Entrevista:O Estado inteligente

sábado, agosto 23, 2008

Maurren e o primeiro ouro individual feminino

Olimpíada | Ouro
O salto por cima 
de Maurren

A atleta que ficou dois anos suspensa por uso de 
doping vence em Pequim e se torna a primeira 
brasileira a ganhar uma medalha de ouro individual


Thaís Oyama, de Pequim

Flávio Florido/Uol/Folha Imagem
SÓ QUERO OURO
Maurren Maggi não dormiu na noite anterior à competição: "Pensava na prova: não queria ganhar a prata, queria o ouro"

Na Olimpíada de Atenas, em 2004, Maurren Higa Maggi, hoje com 32 anos, viu pela TV sua adversária (e, dizem, desafeto) Tatyana Lebedeva ganhar a medalha de ouro no salto em distância. Ela era então uma dona-de-casa sedentária que vivia em Mônaco, estava casada com o piloto de Stock Car Antonio Pizzonia e grávida da sua filha, Sofia. Mas o motivo pelo qual assistia aos Jogos pela TV, e não da pista de competição, era anterior ao casamento e à gravidez: a atleta havia decidido abandonar o esporte, depois de ter sido suspensa por uso de doping em 2003, acusação que até hoje nega. "Foi um dos piores momentos da minha vida", diz. Quatro anos depois, Maurren Maggi – que não é mais dona-de-casa nem sedentária, não está mais casada nem vive em Mônaco – competiu na Olimpíada de Pequim, venceu a russa Lebedeva e se tornou a primeira brasileira a subir sozinha no degrau mais alto do pódio.

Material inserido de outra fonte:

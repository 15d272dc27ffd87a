//! Surface materials resolved from a model's material table
//!
//! A [`MaterialSource`] is the record the OBJ parser hands us. Resolving it
//! copies its scalar fields and turns every texture name into a shared handle
//! from the texture cache. Textures that fail to load leave their slot empty.

use bytemuck::{Pod, Zeroable};
use std::collections::{BTreeMap, HashMap};
use std::rc::Rc;
use tracing::{debug, warn};

use crate::assets::cache::{AssetCache, AssetLoader};
use crate::assets::texture::Texture;
use crate::config::AssetConfig;

/// Material id used by shapes for triangles without a material
pub const NO_MATERIAL: i32 = -1;

/// Material record as read from a material library
#[derive(Debug, Clone, PartialEq)]
pub struct MaterialSource {
    pub name: String,
    pub ambient: [f32; 3],
    pub diffuse: [f32; 3],
    pub specular: [f32; 3],
    pub transmittance: [f32; 3],
    pub emission: [f32; 3],
    pub shininess: f32,
    pub ior: f32,
    pub dissolve: f32,
    pub ambient_texture: String,
    pub diffuse_texture: String,
    pub specular_texture: String,
    pub normal_texture: String,
    /// Statements the parser did not recognise, keyed by statement name
    pub parameters: BTreeMap<String, String>,
}

impl Default for MaterialSource {
    fn default() -> Self {
        Self {
            name: String::new(),
            ambient: [0.0; 3],
            diffuse: [0.0; 3],
            specular: [0.0; 3],
            transmittance: [0.0; 3],
            emission: [0.0; 3],
            shininess: 1.0,
            ior: 1.0,
            dissolve: 1.0,
            ambient_texture: String::new(),
            diffuse_texture: String::new(),
            specular_texture: String::new(),
            normal_texture: String::new(),
            parameters: BTreeMap::new(),
        }
    }
}

impl From<&tobj::Material> for MaterialSource {
    fn from(material: &tobj::Material) -> Self {
        let defaults = Self::default();
        let parameters: BTreeMap<String, String> = material
            .unknown_param
            .iter()
            .map(|(key, value)| (key.clone(), value.clone()))
            .collect();

        // tobj has no fields for these two, it leaves them with the unknown statements
        let transmittance = parameters
            .get("Tf")
            .and_then(|value| parse_color(value))
            .unwrap_or(defaults.transmittance);
        let emission = parameters
            .get("Ke")
            .and_then(|value| parse_color(value))
            .unwrap_or(defaults.emission);

        Self {
            name: material.name.clone(),
            ambient: material.ambient.unwrap_or(defaults.ambient),
            diffuse: material.diffuse.unwrap_or(defaults.diffuse),
            specular: material.specular.unwrap_or(defaults.specular),
            transmittance,
            emission,
            shininess: material.shininess.unwrap_or(defaults.shininess),
            ior: material.optical_density.unwrap_or(defaults.ior),
            dissolve: material.dissolve.unwrap_or(defaults.dissolve),
            ambient_texture: material.ambient_texture.clone().unwrap_or_default(),
            diffuse_texture: material.diffuse_texture.clone().unwrap_or_default(),
            specular_texture: material.specular_texture.clone().unwrap_or_default(),
            normal_texture: material.normal_texture.clone().unwrap_or_default(),
            parameters,
        }
    }
}

/// Parse an `r g b` triple. A single value is used for all three channels.
fn parse_color(value: &str) -> Option<[f32; 3]> {
    let components = value
        .split_whitespace()
        .map(str::parse::<f32>)
        .collect::<Result<Vec<_>, _>>()
        .ok()?;
    match components.as_slice() {
        [v] => Some([*v; 3]),
        [r, g, b, ..] => Some([*r, *g, *b]),
        _ => None,
    }
}

/// Material used to draw a range of a mesh
#[derive(Debug, Clone)]
pub struct Material {
    pub name: String,
    pub ambient: [f32; 3],
    pub diffuse: [f32; 3],
    pub specular: [f32; 3],
    pub transmittance: [f32; 3],
    pub emission: [f32; 3],
    pub shininess: f32,
    pub index_of_refraction: f32,
    pub opacity: f32,
    pub ambient_texture: Option<Rc<Texture>>,
    pub diffuse_texture: Option<Rc<Texture>>,
    pub specular_texture: Option<Rc<Texture>>,
    pub normal_texture: Option<Rc<Texture>>,
    /// Unrecognised material statements, passed through unchanged
    pub parameters: BTreeMap<String, String>,
}

impl Material {
    /// Resolve a material record, loading its textures through `textures`
    pub fn load<L>(source: &MaterialSource, textures: &AssetCache<L>, config: &AssetConfig) -> Self
    where
        L: AssetLoader<Asset = Texture>,
    {
        let texture = |name: &str| -> Option<Rc<Texture>> {
            if name.trim().is_empty() {
                return None;
            }
            match config.texture_key(name) {
                Ok(key) => textures.cache(&key),
                Err(e) => {
                    warn!(material = %source.name, texture = name, error = %e, "Skipping texture");
                    None
                }
            }
        };

        Self {
            name: source.name.clone(),
            ambient: source.ambient,
            diffuse: source.diffuse,
            specular: source.specular,
            transmittance: source.transmittance,
            emission: source.emission,
            shininess: source.shininess,
            index_of_refraction: source.ior,
            opacity: source.dissolve,
            ambient_texture: texture(&source.ambient_texture),
            diffuse_texture: texture(&source.diffuse_texture),
            specular_texture: texture(&source.specular_texture),
            normal_texture: texture(&source.normal_texture),
            parameters: source.parameters.clone(),
        }
    }

    /// Whether any texture slot is filled
    pub fn has_textures(&self) -> bool {
        self.ambient_texture.is_some()
            || self.diffuse_texture.is_some()
            || self.specular_texture.is_some()
            || self.normal_texture.is_some()
    }
}

/// Resolves material ids of one mesh, each distinct id exactly once
pub struct MaterialResolver<'a, L: AssetLoader<Asset = Texture>> {
    table: &'a [MaterialSource],
    textures: &'a AssetCache<L>,
    config: &'a AssetConfig,
    resolved: HashMap<i32, Option<Rc<Material>>>,
}

impl<'a, L: AssetLoader<Asset = Texture>> MaterialResolver<'a, L> {
    pub fn new(
        table: &'a [MaterialSource],
        textures: &'a AssetCache<L>,
        config: &'a AssetConfig,
    ) -> Self {
        Self {
            table,
            textures,
            config,
            resolved: HashMap::new(),
        }
    }

    /// Material for `id`, or `None` for [`NO_MATERIAL`] and unknown ids
    pub fn resolve(&mut self, id: i32) -> Option<Rc<Material>> {
        if id == NO_MATERIAL {
            return None;
        }
        if let Some(material) = self.resolved.get(&id) {
            return material.clone();
        }

        let material = match usize::try_from(id).ok().and_then(|i| self.table.get(i)) {
            Some(source) => {
                debug!(material = %source.name, id, "Resolving material");
                Some(Rc::new(Material::load(source, self.textures, self.config)))
            }
            None => {
                warn!(id, table_len = self.table.len(), "Material id out of range");
                None
            }
        };
        self.resolved.insert(id, material.clone());
        material
    }

    /// Number of distinct ids resolved so far
    pub fn resolved_count(&self) -> usize {
        self.resolved.len()
    }
}

/// Material data for GPU uniform buffer
///
/// Laid out as four vec4s so it needs no padding under std140.
#[repr(C)]
#[derive(Debug, Clone, Copy, PartialEq, Pod, Zeroable)]
pub struct MaterialUniform {
    /// Diffuse color, opacity in w
    pub diffuse: [f32; 4],
    /// Ambient color, index of refraction in w
    pub ambient: [f32; 4],
    /// Specular color, shininess in w
    pub specular: [f32; 4],
    /// Emissive color, w unused
    pub emission: [f32; 4],
}

impl From<&Material> for MaterialUniform {
    fn from(material: &Material) -> Self {
        let [dr, dg, db] = material.diffuse;
        let [ar, ag, ab] = material.ambient;
        let [sr, sg, sb] = material.specular;
        let [er, eg, eb] = material.emission;
        Self {
            diffuse: [dr, dg, db, material.opacity],
            ambient: [ar, ag, ab, material.index_of_refraction],
            specular: [sr, sg, sb, material.shininess],
            emission: [er, eg, eb, 0.0],
        }
    }
}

O salto que lhe rendeu o ouro foi dado em Pequim às 8h45 da manhã de sexta-feira, horário brasileiro. A atleta se posicionou na pista do Ninho de Pássaro, ergueu os braços para a platéia, pediu o apoio da torcida e concentrou-se. Em seguida, deu um soco no ar e saltou: 7,04 metros. O ginásio fez "oooohh". Vieram os aplausos. Mas a competição seguiu tensa: Maurren "queimou" os três saltos seguintes. Só conseguiu fazer valer o penúltimo dos seis a que tinha direito e, mesmo assim, com resultado modesto: 6,73 metros. A certeza da medalha só veio quando Lebedeva, que também havia desperdiçado quatro de seus saltos, partiu para a sua última tentativa e o painel mostrou a marca de 7,03 metros – 1 centímetro a menos do que o resultado de Maurren. Foi então que a brasileira começou a comemorar. Abraçou o técnico, Nélio Moura, que a acompanha desde os 16 anos, e correu pelo estádio enrolada na bandeira do Brasil. Chorou e, como já vem se tornando uma tradição brasileira, voltou a chorar no pódio ao ouvir o Hino Nacionale mais outra vez na entrevista coletiva, quando falou dos sacrifícios que teve de fazer para chegar aonde chegou. No caso de Maurren, o maior de todos foi ter de deixar a filha pequena em casa, enquanto se dedicava aos treinos e enfrentava as longas viagens exigidas pelas competições. "Quando disse a Sofia que vinha para a China, ela falou que eu já tinha uma medalha, não precisava buscar outra, e pediu para que ficasse junto dela. Foi difícil", contou. Um pouco antes, na conversa com os jornalistas imediatamente depois da premiação, Maurren, ainda emocionada, disse que não havia conseguido dormir na véspera da competição. Com seu sotaque de "erres" carregados, trazido do interior de São Paulo (ela nasceu em São Carlos), afirmou que tirou apenas um rápido cochilo durante o dia. Passou a maior parte do tempo caminhando pela Vila Olímpica. "Ficava andando debaixo do sol e as pessoas diziam: ‘Menina, vai descansar!’. Mas eu só conseguia pensar na prova. Não queria ganhar a prata, queria a medalha de ouro." Ela já havia tentado conquistá-la uma vez, mas, na Olimpíada de Sydney (2000), quando era uma das favoritas, teve de abandonar a prova devido a uma lesão na coxa direita.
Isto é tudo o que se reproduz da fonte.